In other disillusioning things, John was also forced to prematurely yank a comic main page he'd prepared specifically for April Fool's Day. Apparently marketing, sales and the ever unseen "investors" somehow failed to get the humour in that one as well.
I was sympathetic, of course. John's talents might well be wasted on his present employer, but some day he'll make a name for himself. In the meantime, there's always his own site, ironically the thing that gave him the reputation he needed to get hired in the first place.

A miserable cold rain fell all day, and since no one was going my way home from work, I was forced to take the trolley and the bus, and this necessitated walking in the rain and then waiting a half hour outside under a tiny roof with almost no shelter from the wind. It was worse than any hitch hiking experience I've been on because I felt completely helpless; I was trapped in a city with a busy schedule and lots of people (and a Schnauzer) expecting me to be in various places at various times. In addition to my psycho-physical misery, I still have a cold. I didn't have a cough until after I'd waited for a bus in the cold and rain.
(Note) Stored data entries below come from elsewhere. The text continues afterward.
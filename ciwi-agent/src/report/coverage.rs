//! Coverage summaries: Go coverprofiles and LCOV tracefiles

use std::collections::BTreeMap;

use anyhow::{Result, bail};
use ciwi_core::domain::test_report::{CoverageFile, CoverageReport};

fn percent(covered: u64, total: u64) -> f64 {
    if total == 0 {
        return 0.0;
    }
    let raw = covered as f64 * 100.0 / total as f64;
    (raw * 100.0).round() / 100.0
}

fn summarize(files: BTreeMap<String, (u64, u64)>) -> CoverageReport {
    let mut report = CoverageReport::default();
    for (path, (total, covered)) in files {
        report.total_statements += total;
        report.covered_statements += covered;
        report.files.push(CoverageFile {
            path,
            total_statements: total,
            covered_statements: covered,
        });
    }
    report.percent = percent(report.covered_statements, report.total_statements);
    report
}

/// Parses a `go test -coverprofile` file
///
/// Lines are `file:start.col,end.col statements count`. Blocks repeated by
/// multi-package runs count once, covered if any run hit them.
pub fn parse_go_coverprofile(text: &str) -> Result<CoverageReport> {
    let mut lines = text.lines().map(str::trim).filter(|l| !l.is_empty());
    match lines.next() {
        Some(header) if header.starts_with("mode:") => {}
        None => return Ok(CoverageReport::default()),
        Some(_) => bail!("coverprofile is missing its mode line"),
    }

    // block -> (statements, hit)
    let mut blocks: BTreeMap<&str, (u64, bool)> = BTreeMap::new();
    for line in lines {
        if line.starts_with("mode:") {
            continue;
        }
        let mut fields = line.rsplitn(3, ' ');
        let (Some(count), Some(stmts), Some(block)) = (fields.next(), fields.next(), fields.next())
        else {
            bail!("malformed coverprofile line: {line}");
        };
        let (Ok(count), Ok(stmts)) = (count.parse::<u64>(), stmts.parse::<u64>()) else {
            bail!("malformed coverprofile line: {line}");
        };
        let entry = blocks.entry(block).or_insert((stmts, false));
        entry.1 |= count > 0;
    }

    let mut files: BTreeMap<String, (u64, u64)> = BTreeMap::new();
    for (block, (stmts, hit)) in blocks {
        let file = block.rsplit_once(':').map(|(f, _)| f).unwrap_or(block);
        let entry = files.entry(file.to_string()).or_default();
        entry.0 += stmts;
        if hit {
            entry.1 += stmts;
        }
    }
    Ok(summarize(files))
}

/// Parses an LCOV tracefile using its `DA` line records
///
/// Falls back to the `LF`/`LH` summary of a record without `DA` lines.
pub fn parse_lcov(text: &str) -> Result<CoverageReport> {
    let mut files: BTreeMap<String, (u64, u64)> = BTreeMap::new();
    let mut current: Option<String> = None;
    let mut da: (u64, u64) = (0, 0);
    let mut summary: (u64, u64) = (0, 0);

    for line in text.lines().map(str::trim) {
        if let Some(path) = line.strip_prefix("SF:") {
            current = Some(path.to_string());
            da = (0, 0);
            summary = (0, 0);
        } else if let Some(rest) = line.strip_prefix("DA:") {
            let hits = rest.split(',').nth(1).and_then(|h| h.trim().parse::<u64>().ok());
            let Some(hits) = hits else {
                bail!("malformed lcov line: {line}");
            };
            da.0 += 1;
            if hits > 0 {
                da.1 += 1;
            }
        } else if let Some(found) = line.strip_prefix("LF:") {
            summary.0 = found.trim().parse().unwrap_or_default();
        } else if let Some(hit) = line.strip_prefix("LH:") {
            summary.1 = hit.trim().parse().unwrap_or_default();
        } else if line == "end_of_record" {
            let Some(path) = current.take() else {
                bail!("lcov record ends without a source file");
            };
            let counts = if da.0 > 0 { da } else { summary };
            let entry = files.entry(path).or_default();
            entry.0 += counts.0;
            entry.1 += counts.1;
        }
    }
    Ok(summarize(files))
}

/// Folds `next` into `into`, recomputing totals over the union of files
pub fn merge_coverage(into: &mut Option<CoverageReport>, next: CoverageReport) {
    let Some(existing) = into.take() else {
        *into = Some(next);
        return;
    };
    let format = if existing.format == next.format {
        existing.format.clone()
    } else {
        "mixed".to_string()
    };
    let mut files: BTreeMap<String, (u64, u64)> = BTreeMap::new();
    for file in existing.files.into_iter().chain(next.files) {
        let entry = files.entry(file.path).or_default();
        entry.0 += file.total_statements;
        entry.1 += file.covered_statements;
    }
    let mut merged = summarize(files);
    merged.format = format;
    *into = Some(merged);
}

#[cfg(test)]
mod tests {
    use super::*;

    #[test]
    fn test_go_coverprofile_dedupes_blocks() {
        let profile = "mode: set\n\
            example.com/m/a.go:3.14,5.2 2 1\n\
            example.com/m/a.go:7.10,9.2 3 0\n\
            example.com/m/b.go:1.1,2.2 5 0\n\
            example.com/m/b.go:1.1,2.2 5 1\n";
        let report = parse_go_coverprofile(profile).unwrap();
        assert_eq!(report.total_statements, 10);
        assert_eq!(report.covered_statements, 7);
        assert!((report.percent - 70.0).abs() < f64::EPSILON);
        assert_eq!(report.files.len(), 2);
        assert_eq!(report.files[0].path, "example.com/m/a.go");
        assert_eq!(report.files[0].covered_statements, 2);
    }

    #[test]
    fn test_go_coverprofile_requires_mode() {
        assert!(parse_go_coverprofile("a.go:1.1,2.2 1 1\n").is_err());
    }

    #[test]
    fn test_lcov_records() {
        let lcov = "TN:\nSF:src/lib.rs\nDA:1,4\nDA:2,0\nDA:3,1\nLF:3\nLH:2\nend_of_record\n\
            SF:src/main.rs\nLF:4\nLH:1\nend_of_record\n";
        let report = parse_lcov(lcov).unwrap();
        assert_eq!(report.total_statements, 7);
        assert_eq!(report.covered_statements, 3);
        assert!((report.percent - 42.86).abs() < 1e-9);
        assert_eq!(report.files[1].path, "src/main.rs");
        assert_eq!(report.files[1].total_statements, 4);
    }

    #[test]
    fn test_merge_unions_files() {
        let mut into = None;
        merge_coverage(&mut into, parse_lcov("SF:a\nDA:1,1\nend_of_record\n").unwrap());
        merge_coverage(&mut into, parse_lcov("SF:a\nDA:2,0\nend_of_record\nSF:b\nDA:1,1\nend_of_record\n").unwrap());
        let merged = into.unwrap();
        assert_eq!(merged.files.len(), 2);
        assert_eq!(merged.total_statements, 3);
        assert_eq!(merged.covered_statements, 2);
    }
}
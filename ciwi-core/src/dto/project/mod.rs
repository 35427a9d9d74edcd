//! Project DTOs

use serde::{Deserialize, Serialize};

/// Load (or reload) a project from its YAML config text
#[derive(Debug, Clone, Default, Serialize, Deserialize)]
#[serde(default)]
pub struct LoadProjectRequest {
    pub config_yaml: String,
    /// Name of the file the config came from, kept for display
    pub config_file: String,
}

/// Trigger a pipeline
#[derive(Debug, Clone, Default, Serialize, Deserialize)]
#[serde(default)]
pub struct TriggerPipelineRequest {
    /// Overrides the pipeline's source ref
    pub source_ref: String,
}

#[derive(Debug, Clone, Default, Serialize, Deserialize)]
#[serde(default)]
pub struct TriggerPipelineResponse {
    pub job_execution_ids: Vec<String>,
}
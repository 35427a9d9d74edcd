//! SHA-256 verification against a `sha256sum`-style listing

use sha2::{Digest, Sha256};

use crate::error::{Result, UpdateError};

/// Lowercase hex SHA-256 of `bytes`
pub fn sha256_hex(bytes: &[u8]) -> String {
    hex::encode(Sha256::digest(bytes))
}

/// Find the digest listed for `asset`
///
/// Lines look like `<hex>  <name>` or `<hex> *<name>` (binary mode).
pub fn find_checksum(listing: &str, asset: &str) -> Option<String> {
    listing.lines().find_map(|line| {
        let mut parts = line.split_whitespace();
        let digest = parts.next()?;
        let name = parts.next()?.trim_start_matches('*');
        let name = name.rsplit('/').next().unwrap_or(name);
        (name == asset && digest.len() == 64 && digest.chars().all(|c| c.is_ascii_hexdigit()))
            .then(|| digest.to_ascii_lowercase())
    })
}

/// Check `bytes` against the digest listed for `asset`
pub fn verify(bytes: &[u8], listing: &str, asset: &str) -> Result<()> {
    let expected =
        find_checksum(listing, asset).ok_or_else(|| UpdateError::ChecksumMissing(asset.to_string()))?;
    let actual = sha256_hex(bytes);

    if actual != expected {
        return Err(UpdateError::ChecksumMismatch {
            asset: asset.to_string(),
            expected,
            actual,
        });
    }
    Ok(())
}
//! ciwi self-update
//!
//! Replaces the running agent or server binary with a released version:
//!
//! - resolve the release asset for this host (`ciwi-<os>-<arch>[.exe]`)
//! - download it and verify its SHA-256 against the release checksum listing
//! - under systemd or launchd, stage a manifest for the privileged updater
//!   unit; otherwise start a helper copy of the binary that swaps the file
//!   once this process has exited and relaunches it
//!
//! # Example
//!
//! ```no_run
//! use ciwi_update::{UpdateOutcome, UpdateSettings, Updater};
//!
//! # async fn run() -> Result<(), ciwi_update::UpdateError> {
//! let updater = Updater::new(UpdateSettings::from_env(), "v1.0.0")?;
//! if let UpdateOutcome::HelperStarted { exit_after, .. } =
//!     updater.update_to("v1.1.0", vec!["agent".to_string()]).await?
//! {
//!     tokio::time::sleep(exit_after).await;
//!     std::process::exit(0);
//! }
//! # Ok(())
//! # }
//! ```

pub mod asset;
pub mod checksum;
pub mod error;
pub mod helper;
pub mod manifest;
pub mod release;
pub mod service;
pub mod settings;
pub mod updater;

pub use error::UpdateError;
pub use helper::HelperArgs;
pub use manifest::StagedManifest;
pub use settings::UpdateSettings;
pub use updater::{UpdateOutcome, Updater};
Some people repeatedly try to get in contact with me, and often I play along for a time, saying I'd be thrilled to hang out and drink a beer or whatever. But sometimes their persistence seems to indicate a nascent imbalance. Such was the case with Schwazi, a local reader from Pacific Beach. I never got together with him, never initiated any contact, and sort of strung him along because I have no time for my own girlfriend, let alone people I don't know. Eventually he stopped calling and we never met. Today I got this email from him:
Gus,

I'm leaving soon to spend the next year virtually electricity-free in boondocks Minnesota. I can't help but think the several references to "stalkers" in your March entries refer to myself, seeing as how I live in your proximity and made a concerted effort to meet you. To be quite honest, I once considered such a tactic, but opted for true tact instead of tactlessness, and did so by contacting you in person. And to be quite frank, I'm glad we never met. Albeit the initial serendipity was intrigueing, I soon became incredibly bored and disgusted with your character. Our paths diverge now, with much happiness on my part.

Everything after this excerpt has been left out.